Маршели взяла меня за руку и повела через двор. С полдюжины кур торопливо разбегались с нашего пути. По левую сторону от нас стоял каменный коровник. Три большие розовые свиньи, посапывая, копошились в кормушке с сеном и нарубленной репой. Казалось, единственное, что они делали — это ели и испражнялись. Я скривился от сладковатого и острого запаха свиного навоза:
— Тут воняет.
— Ну, это же ферма, — Маршели едва ли считала тему достойной обсуждения. — На фермах всегда воняет.

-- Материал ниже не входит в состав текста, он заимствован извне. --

//! Minimap: the scene rendered top-down into an offscreen target, then
//! composited onto the frame as a textured quad.

use crate::context::{create_color_target, create_depth_texture};
use bytemuck::{Pod, Zeroable};
use glam::{Mat4, Vec3, Vec4};
use wgpu::util::DeviceExt;

/// Where the quad corners live
#[derive(Debug, Clone, Copy, PartialEq, Eq, Default)]
pub enum MinimapAnchor {
    /// Corners are in fly-camera view space and follow that camera
    #[default]
    CameraRelative,
    /// Corners are normalized device coordinates
    ScreenRelative,
}

#[derive(Debug, Clone, Copy, PartialEq)]
pub struct MinimapSettings {
    /// Orthographic half-height of the top-down view
    pub ortho_height: f32,
    /// Lower-left corner of the quad
    pub origin: Vec3,
    pub height: f32,
    /// Width / height of the quad
    pub aspect: f32,
    pub anchor: MinimapAnchor,
}

impl Default for MinimapSettings {
    fn default() -> Self {
        Self {
            ortho_height: crate::camera::DEFAULT_MINIMAP_ORTHO_HEIGHT,
            origin: Vec3::new(1.0, 0.5, -1.0),
            height: 0.5,
            aspect: 16.0 / 9.0,
            anchor: MinimapAnchor::CameraRelative,
        }
    }
}

impl MinimapSettings {
    pub const ORTHO_HEIGHT_RANGE: std::ops::RangeInclusive<f32> = 1.0..=80.0;

    pub fn width(&self) -> f32 {
        self.height * self.aspect
    }

    /// Counter-clockwise from the lower-left corner
    pub fn corners(&self) -> [Vec3; 4] {
        let (o, w, h) = (self.origin, self.width(), self.height);
        [
            o,
            o + Vec3::new(w, 0.0, 0.0),
            o + Vec3::new(w, h, 0.0),
            o + Vec3::new(0.0, h, 0.0),
        ]
    }
}

#[repr(C)]
#[derive(Copy, Clone, Debug, PartialEq, Pod, Zeroable)]
pub struct QuadVertex {
    pub position: [f32; 4],
    pub uv: [f32; 2],
}

impl QuadVertex {
    const ATTRIBS: [wgpu::VertexAttribute; 2] = wgpu::vertex_attr_array![0 => Float32x4, 1 => Float32x2];

    pub fn desc() -> wgpu::VertexBufferLayout<'static> {
        wgpu::VertexBufferLayout {
            array_stride: std::mem::size_of::<QuadVertex>() as wgpu::BufferAddress,
            step_mode: wgpu::VertexStepMode::Vertex,
            attributes: &Self::ATTRIBS,
        }
    }
}

pub const QUAD_INDICES: [u32; 6] = [0, 1, 2, 3, 0, 2];

/// Texture coordinates per corner; v runs top to bottom
const QUAD_UVS: [[f32; 2]; 4] = [[0.0, 1.0], [1.0, 1.0], [1.0, 0.0], [0.0, 0.0]];

/// Quad vertices for the current settings. Camera-relative corners are
/// moved into world space with the inverse of `fly_view`.
pub fn quad_vertices(settings: &MinimapSettings, fly_view: Mat4) -> [QuadVertex; 4] {
    let to_world = match settings.anchor {
        MinimapAnchor::CameraRelative => fly_view.inverse(),
        MinimapAnchor::ScreenRelative => Mat4::IDENTITY,
    };
    let corners = settings.corners();
    std::array::from_fn(|i| {
        let corner = match settings.anchor {
            MinimapAnchor::CameraRelative => corners[i].extend(1.0),
            MinimapAnchor::ScreenRelative => Vec4::new(corners[i].x, corners[i].y, 0.0, 1.0),
        };
        QuadVertex {
            position: (to_world * corner).to_array(),
            uv: QUAD_UVS[i],
        }
    })
}

/// Transform the quad is drawn with
pub fn quad_transform(settings: &MinimapSettings, frame_view_proj: Mat4) -> Mat4 {
    match settings.anchor {
        MinimapAnchor::CameraRelative => frame_view_proj,
        MinimapAnchor::ScreenRelative => Mat4::IDENTITY,
    }
}

/// Offscreen color + depth target the top-down view renders into
pub struct MinimapTarget {
    pub color_texture: wgpu::Texture,
    pub color_view: wgpu::TextureView,
    pub depth_texture: wgpu::Texture,
    pub depth_view: wgpu::TextureView,
    pub width: u32,
    pub height: u32,
}

impl MinimapTarget {
    pub fn new(device: &wgpu::Device, format: wgpu::TextureFormat, width: u32, height: u32) -> Self {
        let (width, height) = (width.max(1), height.max(1));
        let (color_texture, color_view) = create_color_target(
            device,
            format,
            width,
            height,
            wgpu::TextureUsages::TEXTURE_BINDING,
            "Minimap Color Texture",
        );
        let (depth_texture, depth_view) = create_depth_texture(device, width, height, "Minimap Depth Texture");
        Self {
            color_texture,
            color_view,
            depth_texture,
            depth_view,
            width,
            height,
        }
    }

    pub fn aspect_ratio(&self) -> f32 {
        self.width as f32 / self.height as f32
    }
}

#[repr(C)]
#[derive(Copy, Clone, Debug, Pod, Zeroable)]
struct QuadUniforms {
    transform: [[f32; 4]; 4],
}

/// Offscreen target plus the quad pipeline that composites it
pub struct Minimap {
    pub target: MinimapTarget,
    pipeline: wgpu::RenderPipeline,
    bind_group_layout: wgpu::BindGroupLayout,
    sampler: wgpu::Sampler,
    uniform_buffer: wgpu::Buffer,
    vertex_buffer: wgpu::Buffer,
    index_buffer: wgpu::Buffer,
    bind_group: wgpu::BindGroup,
    format: wgpu::TextureFormat,
}

impl Minimap {
    pub fn new(device: &wgpu::Device, format: wgpu::TextureFormat, width: u32, height: u32) -> Self {
        let shader = device.create_shader_module(wgpu::ShaderModuleDescriptor {
            label: Some("Minimap Quad Shader"),
            source: wgpu::ShaderSource::Wgsl(include_str!("minimap_shader.wgsl").into()),
        });

        let bind_group_layout = device.create_bind_group_layout(&wgpu::BindGroupLayoutDescriptor {
            entries: &[
                wgpu::BindGroupLayoutEntry {
                    binding: 0,
                    visibility: wgpu::ShaderStages::VERTEX,
                    ty: wgpu::BindingType::Buffer {
                        ty: wgpu::BufferBindingType::Uniform,
                        has_dynamic_offset: false,
                        min_binding_size: None,
                    },
                    count: None,
                },
                wgpu::BindGroupLayoutEntry {
                    binding: 1,
                    visibility: wgpu::ShaderStages::FRAGMENT,
                    ty: wgpu::BindingType::Texture {
                        sample_type: wgpu::TextureSampleType::Float { filterable: true },
                        view_dimension: wgpu::TextureViewDimension::D2,
                        multisampled: false,
                    },
                    count: None,
                },
                wgpu::BindGroupLayoutEntry {
                    binding: 2,
                    visibility: wgpu::ShaderStages::FRAGMENT,
                    ty: wgpu::BindingType::Sampler(wgpu::SamplerBindingType::Filtering),
                    count: None,
                },
            ],
            label: Some("Minimap Bind Group Layout"),
        });

        let pipeline_layout = device.create_pipeline_layout(&wgpu::PipelineLayoutDescriptor {
            label: Some("Minimap Pipeline Layout"),
            bind_group_layouts: &[&bind_group_layout],
            push_constant_ranges: &[],
        });

        let pipeline = device.create_render_pipeline(&wgpu::RenderPipelineDescriptor {
            label: Some("Minimap Quad Pipeline"),
            layout: Some(&pipeline_layout),
            vertex: wgpu::VertexState {
                module: &shader,
                entry_point: Some("vs_quad"),
                buffers: &[QuadVertex::desc()],
                compilation_options: Default::default(),
            },
            fragment: Some(wgpu::FragmentState {
                module: &shader,
                entry_point: Some("fs_quad"),
                targets: &[Some(wgpu::ColorTargetState {
                    format,
                    blend: None,
                    write_mask: wgpu::ColorWrites::ALL,
                })],
                compilation_options: Default::default(),
            }),
            primitive: wgpu::PrimitiveState {
                topology: wgpu::PrimitiveTopology::TriangleList,
                strip_index_format: None,
                front_face: wgpu::FrontFace::Ccw,
                cull_mode: None,
                polygon_mode: wgpu::PolygonMode::Fill,
                unclipped_depth: false,
                conservative: false,
            },
            depth_stencil: Some(wgpu::DepthStencilState {
                format: wgpu::TextureFormat::Depth32Float,
                depth_write_enabled: true,
                depth_compare: wgpu::CompareFunction::Always,
                stencil: wgpu::StencilState::default(),
                bias: wgpu::DepthBiasState::default(),
            }),
            multisample: wgpu::MultisampleState::default(),
            multiview: None,
            cache: None,
        });

        let sampler = device.create_sampler(&wgpu::SamplerDescriptor {
            label: Some("Minimap Sampler"),
            mag_filter: wgpu::FilterMode::Linear,
            min_filter: wgpu::FilterMode::Linear,
            ..Default::default()
        });
        let uniform_buffer = device.create_buffer_init(&wgpu::util::BufferInitDescriptor {
            label: Some("Minimap Uniform Buffer"),
            contents: bytemuck::cast_slice(&[QuadUniforms {
                transform: Mat4::IDENTITY.to_cols_array_2d(),
            }]),
            usage: wgpu::BufferUsages::UNIFORM | wgpu::BufferUsages::COPY_DST,
        });
        let vertex_buffer = device.create_buffer_init(&wgpu::util::BufferInitDescriptor {
            label: Some("Minimap Quad Vertices"),
            contents: bytemuck::cast_slice(&quad_vertices(&MinimapSettings::default(), Mat4::IDENTITY)),
            usage: wgpu::BufferUsages::VERTEX | wgpu::BufferUsages::COPY_DST,
        });
        let index_buffer = device.create_buffer_init(&wgpu::util::BufferInitDescriptor {
            label: Some("Minimap Quad Indices"),
            contents: bytemuck::cast_slice(&QUAD_INDICES),
            usage: wgpu::BufferUsages::INDEX,
        });

        let target = MinimapTarget::new(device, format, width, height);
        let bind_group = Self::create_bind_group(device, &bind_group_layout, &uniform_buffer, &target, &sampler);

        Self {
            target,
            pipeline,
            bind_group_layout,
            sampler,
            uniform_buffer,
            vertex_buffer,
            index_buffer,
            bind_group,
            format,
        }
    }

    fn create_bind_group(
        device: &wgpu::Device,
        layout: &wgpu::BindGroupLayout,
        uniform_buffer: &wgpu::Buffer,
        target: &MinimapTarget,
        sampler: &wgpu::Sampler,
    ) -> wgpu::BindGroup {
        device.create_bind_group(&wgpu::BindGroupDescriptor {
            layout,
            entries: &[
                wgpu::BindGroupEntry {
                    binding: 0,
                    resource: uniform_buffer.as_entire_binding(),
                },
                wgpu::BindGroupEntry {
                    binding: 1,
                    resource: wgpu::BindingResource::TextureView(&target.color_view),
                },
                wgpu::BindGroupEntry {
                    binding: 2,
                    resource: wgpu::BindingResource::Sampler(sampler),
                },
            ],
            label: Some("Minimap Bind Group"),
        })
    }

    /// Reallocate the offscreen target to match the surface
    pub fn resize(&mut self, device: &wgpu::Device, width: u32, height: u32) {
        if (width.max(1), height.max(1)) == (self.target.width, self.target.height) {
            return;
        }
        self.target = MinimapTarget::new(device, self.format, width, height);
        self.bind_group = Self::create_bind_group(
            device,
            &self.bind_group_layout,
            &self.uniform_buffer,
            &self.target,
            &self.sampler,
        );
    }

    /// Upload the quad for this frame
    pub fn update(&self, queue: &wgpu::Queue, settings: &MinimapSettings, fly_view: Mat4, frame_view_proj: Mat4) {
        queue.write_buffer(
            &self.vertex_buffer,
            0,
            bytemuck::cast_slice(&quad_vertices(settings, fly_view)),
        );
        let uniforms = QuadUniforms {
            transform: quad_transform(settings, frame_view_proj).to_cols_array_2d(),
        };
        queue.write_buffer(&self.uniform_buffer, 0, bytemuck::cast_slice(&[uniforms]));
    }

    /// Composite the minimap quad
    pub fn draw(&self, pass: &mut wgpu::RenderPass<'_>) {
        pass.set_pipeline(&self.pipeline);
        pass.set_bind_group(0, &self.bind_group, &[]);
        pass.set_vertex_buffer(0, self.vertex_buffer.slice(..));
        pass.set_index_buffer(self.index_buffer.slice(..), wgpu::IndexFormat::Uint32);
        pass.draw_indexed(0..QUAD_INDICES.len() as u32, 0, 0..1);
    }
}

#[cfg(test)]
mod tests {
    use super::*;
    use crate::camera::CameraPose;

    fn close(a: [f32; 4], b: Vec4) -> bool {
        (Vec4::from_array(a) - b).length() < 1e-4
    }

    #[test]
    fn default_corners_sit_up_and_right() {
        let settings = MinimapSettings::default();
        let w = 0.5 * 16.0 / 9.0;
        let c = settings.corners();
        assert_eq!(c[0], Vec3::new(1.0, 0.5, -1.0));
        assert!((c[2] - Vec3::new(1.0 + w, 1.0, -1.0)).length() < 1e-6);
        assert_eq!(c[3], Vec3::new(1.0, 1.0, -1.0));
    }

    #[test]
    fn camera_relative_quad_returns_to_view_space() {
        let settings = MinimapSettings::default();
        let pose = CameraPose::new(Vec3::new(3.0, 1.0, -2.0));
        let view = pose.view_matrix();
        let quad = quad_vertices(&settings, view);
        for (vertex, corner) in quad.iter().zip(settings.corners()) {
            let back = view * Vec4::from_array(vertex.position);
            assert!(close(back.to_array(), corner.extend(1.0)));
        }
    }

    #[test]
    fn screen_relative_quad_is_flat_ndc() {
        let settings = MinimapSettings {
            anchor: MinimapAnchor::ScreenRelative,
            origin: Vec3::new(0.5, 0.5, 0.0),
            ..Default::default()
        };
        let quad = quad_vertices(&settings, Mat4::from_translation(Vec3::ONE));
        assert_eq!(quad[0].position, [0.5, 0.5, 0.0, 1.0]);
        assert_eq!(quad_transform(&settings, Mat4::from_scale(Vec3::splat(3.0))), Mat4::IDENTITY);
    }

    #[test]
    fn quad_indices_cover_two_triangles() {
        assert_eq!(QUAD_INDICES, [0, 1, 2, 3, 0, 2]);
        let quad = quad_vertices(&MinimapSettings::default(), Mat4::IDENTITY);
        assert_eq!(quad[0].uv, [0.0, 1.0]);
        assert_eq!(quad[2].uv, [1.0, 0.0]);
    }
}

Внутри сеновал оказался огромным. Он был забит тюками с сеном почти до самой рифленой жестяной крыши. Маршели начала карабкаться по нижним тюкам наверх. А когда поняла, что я не лезу за ней, сердито обернулась и помахала, призывая взбираться следом:
— Давай!
Я неохотно стал карабкаться туда, где между крышей и тюками оставалось свободное пространство размером с маленькую комнату, закрытое со всех сторон.
— Это мой домик. Папа сделал его для меня. Правда, мне придется с ним расстаться, как только мы начнем брать отсюда сено, чтобы кормить животных. Нравится?
Я подумал, что это замечательно. У меня не было угла, который я мог бы назвать своим, за исключением крошечной спальни на чердаке — ее обустроил для меня отец. Но чем бы я там ни занимался, это было слышно всему дому. Поэтому я проводил большую часть времени на улице.
— Тут здорово!
— Ты когда-нибудь смотрел про ковбоев по телевизору?
— Конечно, — ответил я небрежно. Я видел что-то под названием «Элиас Смит и Джонс», но уследить за сюжетом мне было не так уж легко.
— Вот и хорошо. Тогда будем играть в ковбоев и индейцев.
Сначала я подумал, что Маршели имеет в виду какую-то настольную игру. Но она объяснила, что я буду ковбоем, попавшим в плен к индейцам, а она — индейской принцессой, которая в меня влюбилась и поможет мне сбежать. Это не было похоже на те игры, в которые мы обычно играли с Артэром, так что я не испытывал особого энтузиазма. Впрочем, Маршели уже все обдумала и, взяв дело в свои руки, не оставила мне времени для возражений.
— Садись здесь, — она отвела меня в угол и усадила спиной к тюкам. На минуту отвернувшись, она достала что-то из тайника в сене и вернулась обратно, держа в руках моток веревки и большой красный платок. — Сейчас я тебя свяжу.